Stealth RallyIndeed, in a year when the average bank stock as measured by the Philadelphia KFB Bank Index is down 8%, many regional banks actually are trading higher. Some of the sector's standout performers: New Jersey's Commerce Bancorp ( CBH), up 21%; Melville, N.Y.-based North Fork Bancorp ( NFB), up 31%; and Alabama's AmSouth Bancorp ( ASO), up 20%. Like all lenders, regional banks are benefiting from a low-interest rate environment that has spurred consumer borrowing for auto loans, mortgages and home-equity lines of credit.

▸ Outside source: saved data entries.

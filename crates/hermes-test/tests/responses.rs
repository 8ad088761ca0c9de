//! Result shaping: default codes, directives, redirects, templates and
//! error bodies.

use bytes::Bytes;
use http::StatusCode;
use serde_json::{json, Map};

use hermes_core::{HttpError, Json};
use hermes_executor::Executor;
use hermes_metadata::{MetadataArgsStorage, Param, TransformOptions};
use hermes_middleware::DriverOptions;
use hermes_test::{MemoryDriver, TestClient};

#[derive(Default)]
struct Outcomes;

#[derive(Default)]
struct Pages;

fn outcomes(storage: &mut MetadataArgsStorage) {
    storage
        .controller::<Outcomes>("/outcomes")
        .get("/undefined", "undefined", |_ctl, _args| async { Ok::<_, HttpError>(()) })
        .end()
        .get("/null", "null", |_ctl, _args| async { Ok::<_, HttpError>(None::<String>) })
        .end()
        .get("/empty", "empty", |_ctl, _args| async { Ok::<_, HttpError>("") })
        .end()
        .get("/text", "text", |_ctl, _args| async { Ok::<_, HttpError>("plain words") })
        .end()
        .get("/object", "object", |_ctl, _args| async {
            Ok::<_, HttpError>(Json(json!({ "kind": "object" })))
        })
        .end()
        .get("/bytes", "bytes", |_ctl, _args| async {
            Ok::<_, HttpError>(Bytes::from_static(b"\x00\x01"))
        })
        .end()
        .get("/json", "json", |_ctl, _args| async { Ok::<_, HttpError>("quoted") })
        .json_response()
        .end()
        .get("/quiet", "quiet", |_ctl, _args| async { Ok::<_, HttpError>(()) })
        .on_undefined(StatusCode::NO_CONTENT)
        .end()
        .get("/nothing", "nothing", |_ctl, _args| async { Ok::<_, HttpError>(None::<String>) })
        .on_null(StatusCode::GONE)
        .end()
        .get("/blank", "blank", |_ctl, _args| async { Ok::<_, HttpError>("") })
        .on_empty(StatusCode::ACCEPTED)
        .end()
        .get("/csv", "csv", |_ctl, _args| async { Ok::<_, HttpError>("a,b\n1,2") })
        .content_type("text/csv")
        .header("x-export", "questions")
        .header("cache-control", "no-store")
        .end()
        .post("/created", "created", |_ctl, _args| async {
            Ok::<_, HttpError>(Json(json!({ "ok": true })))
        })
        .http_code(StatusCode::CREATED)
        .location("/outcomes/1")
        .end()
        .get("/handled", "handled", |_ctl, args| async move {
            if let Some(response) = args.response(0) {
                response.set_status(StatusCode::ACCEPTED);
                response.set_header("x-handled", "yes");
            }
            Ok::<_, HttpError>("queued")
        })
        .param(Param::response())
        .end()
        .get("/forbidden", "forbidden", |_ctl, _args| async {
            Err::<(), _>(HttpError::forbidden("no access"))
        })
        .end();
}

fn client() -> TestClient {
    let mut storage = MetadataArgsStorage::new();
    outcomes(&mut storage);
    TestClient::from_storage(&storage).unwrap()
}

#[tokio::test]
async fn test_default_result_codes() {
    let client = client();
    client
        .get("/outcomes/undefined")
        .send()
        .await
        .assert_status(StatusCode::NOT_FOUND)
        .assert_empty_body();
    client
        .get("/outcomes/null")
        .send()
        .await
        .assert_status(StatusCode::NOT_FOUND)
        .assert_empty_body();
    client
        .get("/outcomes/empty")
        .send()
        .await
        .assert_status(StatusCode::NO_CONTENT)
        .assert_empty_body();
}

#[tokio::test]
async fn test_text_controller_bodies() {
    let client = client();
    client
        .get("/outcomes/text")
        .send()
        .await
        .assert_status(StatusCode::OK)
        .assert_header("content-type", "text/plain; charset=utf-8")
        .assert_body_eq("plain words");
    client
        .get("/outcomes/object")
        .send()
        .await
        .assert_content_type("text/plain")
        .assert_body_eq(r#"{"kind":"object"}"#);
    let bytes = client.get("/outcomes/bytes").send().await;
    bytes.assert_content_type("application/octet-stream");
    assert_eq!(bytes.body().as_ref(), b"\x00\x01");
}

#[tokio::test]
async fn test_json_response_directive_forces_json() {
    client()
        .get("/outcomes/json")
        .send()
        .await
        .assert_content_type("application/json")
        .assert_body_eq(r#""quoted""#);
}

#[tokio::test]
async fn test_declared_result_codes() {
    let client = client();
    client
        .get("/outcomes/quiet")
        .send()
        .await
        .assert_status(StatusCode::NO_CONTENT);
    client
        .get("/outcomes/nothing")
        .send()
        .await
        .assert_status(StatusCode::GONE);
    client
        .get("/outcomes/blank")
        .send()
        .await
        .assert_status(StatusCode::ACCEPTED);
}

#[tokio::test]
async fn test_header_directives() {
    let client = client();
    client
        .get("/outcomes/csv")
        .send()
        .await
        .assert_header("content-type", "text/csv")
        .assert_header("x-export", "questions")
        .assert_header("cache-control", "no-store")
        .assert_body_eq("a,b\n1,2");
    client
        .post("/outcomes/created")
        .send()
        .await
        .assert_status(StatusCode::CREATED)
        .assert_header("location", "/outcomes/1");
}

#[tokio::test]
async fn test_response_param_overrides_status() {
    client()
        .get("/outcomes/handled")
        .send()
        .await
        .assert_status(StatusCode::ACCEPTED)
        .assert_header("x-handled", "yes")
        .assert_body_eq("queued");
}

#[tokio::test]
async fn test_text_controller_errors_are_plain() {
    client()
        .get("/outcomes/forbidden")
        .send()
        .await
        .assert_status(StatusCode::FORBIDDEN)
        .assert_content_type("text/plain")
        .assert_body_eq("no access");
}

fn pages(storage: &mut MetadataArgsStorage) {
    storage
        .json_controller::<Pages>("/pages")
        .get("/go/:id", "go", |_ctl, args| async move {
            let id: i64 = args.get(0)?;
            Ok::<_, HttpError>(Json(json!({ "id": id, "slug": "intro" })))
        })
        .param(Param::path("id"))
        .redirect("/pages/:id/:slug")
        .end()
        .get("/away", "away", |_ctl, _args| async {
            Ok::<_, HttpError>("https://example.com/elsewhere")
        })
        .redirect("/pages/home")
        .end()
        .get("/home", "home", |_ctl, _args| async {
            Ok::<_, HttpError>(Json(json!({ "title": "Welcome", "items": ["a", "b"] })))
        })
        .render("home.html")
        .end()
        .get("/blank", "blank", |_ctl, _args| async { Ok::<_, HttpError>(()) })
        .render("blank.html")
        .end()
        .get("/missing", "missing", |_ctl, _args| async { Ok::<_, HttpError>(()) })
        .render("missing.html")
        .end()
        .get("/profile", "profile", |_ctl, _args| async {
            Ok::<_, HttpError>(Json(json!({
                "name": "Ada",
                "password": "secret",
                "_internal": 1,
                "friends": [{ "name": "Bob", "password": "hunter2" }],
            })))
        })
        .transform(TransformOptions {
            excludes: vec!["password".to_string()],
            exclude_prefixes: vec!["_".to_string()],
        })
        .end()
        .get("/gone", "gone", |_ctl, _args| async {
            Err::<(), _>(HttpError::not_found("page is gone"))
        })
        .end();
}

fn pages_client(options: DriverOptions) -> TestClient {
    let mut storage = MetadataArgsStorage::new();
    pages(&mut storage);
    let driver = MemoryDriver::new()
        .with_template(
            "home.html",
            "<h1>{{ title }}</h1>{% for item in items %}<li>{{ item }}</li>{% endfor %}",
        )
        .unwrap()
        .with_template("blank.html", "<p>{{ title | default('untitled') }}</p>")
        .unwrap();
    let executor = Executor::new(&storage).with_options(options);
    TestClient::from_executor(&executor, driver).unwrap()
}

#[tokio::test]
async fn test_redirect_fills_params_from_result() {
    let client = pages_client(DriverOptions::default());
    let response = client.get("/pages/go/7").send().await;
    response
        .assert_status(StatusCode::FOUND)
        .assert_header("location", "/pages/7/intro")
        .assert_empty_body();
}

#[tokio::test]
async fn test_redirect_to_returned_location() {
    let client = pages_client(DriverOptions::default());
    client
        .get("/pages/away")
        .send()
        .await
        .assert_status(StatusCode::FOUND)
        .assert_header("location", "https://example.com/elsewhere");
}

#[tokio::test]
async fn test_rendered_template() {
    let client = pages_client(DriverOptions::default());
    client
        .get("/pages/home")
        .send()
        .await
        .assert_status(StatusCode::OK)
        .assert_content_type("text/html")
        .assert_body_eq("<h1>Welcome</h1><li>a</li><li>b</li>");
    client
        .get("/pages/blank")
        .send()
        .await
        .assert_status(StatusCode::OK)
        .assert_body_eq("<p>untitled</p>");
}

#[tokio::test]
async fn test_missing_template_is_server_error() {
    let client = pages_client(DriverOptions::default());
    client
        .get("/pages/missing")
        .send()
        .await
        .assert_status(StatusCode::INTERNAL_SERVER_ERROR)
        .assert_json_contains(&json!({ "name": "InternalServerError" }));
}

#[tokio::test]
async fn test_transform_options() {
    let client = pages_client(DriverOptions::default());
    client
        .get("/pages/profile")
        .send()
        .await
        .assert_json(&json!({ "name": "Ada", "friends": [{ "name": "Bob" }] }));

    let raw = pages_client(DriverOptions {
        use_class_transformer: false,
        ..DriverOptions::default()
    });
    let body = raw.get("/pages/profile").send().await.json_value().unwrap();
    assert_eq!(body["password"], "secret");
    assert_eq!(body["_internal"], 1);
}

#[tokio::test]
async fn test_error_overriding_map() {
    let mut overrides = Map::new();
    overrides.insert(
        "NotFoundError".to_string(),
        json!({ "message": "Nothing here", "hint": "check the address" }),
    );
    let client = pages_client(DriverOptions {
        error_overriding_map: overrides,
        ..DriverOptions::default()
    });

    client
        .get("/pages/gone")
        .send()
        .await
        .assert_status(StatusCode::NOT_FOUND)
        .assert_json(&json!({
            "name": "NotFoundError",
            "message": "Nothing here",
            "status": 404,
            "hint": "check the address",
        }));
}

But unlike commercial banks, the regional banks have avoided taking hefty writedowns on their business loan portfolios, since most weren't big lenders to the troubled telecom, technology and energy sectors.
|Regional Players |
|Bank||YTD % Gain||2002 PE||2003 PE||Dividend Yield|
|AmSouth Bancorp (ASO)||20||17||12.5||3.9%|
|Commerce Bancorp (CBH)||21||23||20||1.3|
|Fifth Third Bancorp (FITB)||8.5||24||21||1.4|
|North Fork Bancorp (NFB)||31||16||15||2.4|
|Source: Thomson Financial First Call|
The bulk of commercial lending by regional banks is to real estate developers and homebuilders, the one sector of the economy that has shown surprising strength throughout the recession. And unlike a diversified financial institution like J.P. Morgan, most regionals don't rely on investment banking work to generate a big chunk of their revenues. Even better, the fact that the regional banks don't get involved in investment banking means they've managed to stay clear of the conflict-of-interest scandals that are dogging most Wall Street firms. "It's still a favorable environment for regional banks," says Gary Townsend, a regional bank analyst with Friedman Billings Ramsey, who doesn't own shares in the banks he covers.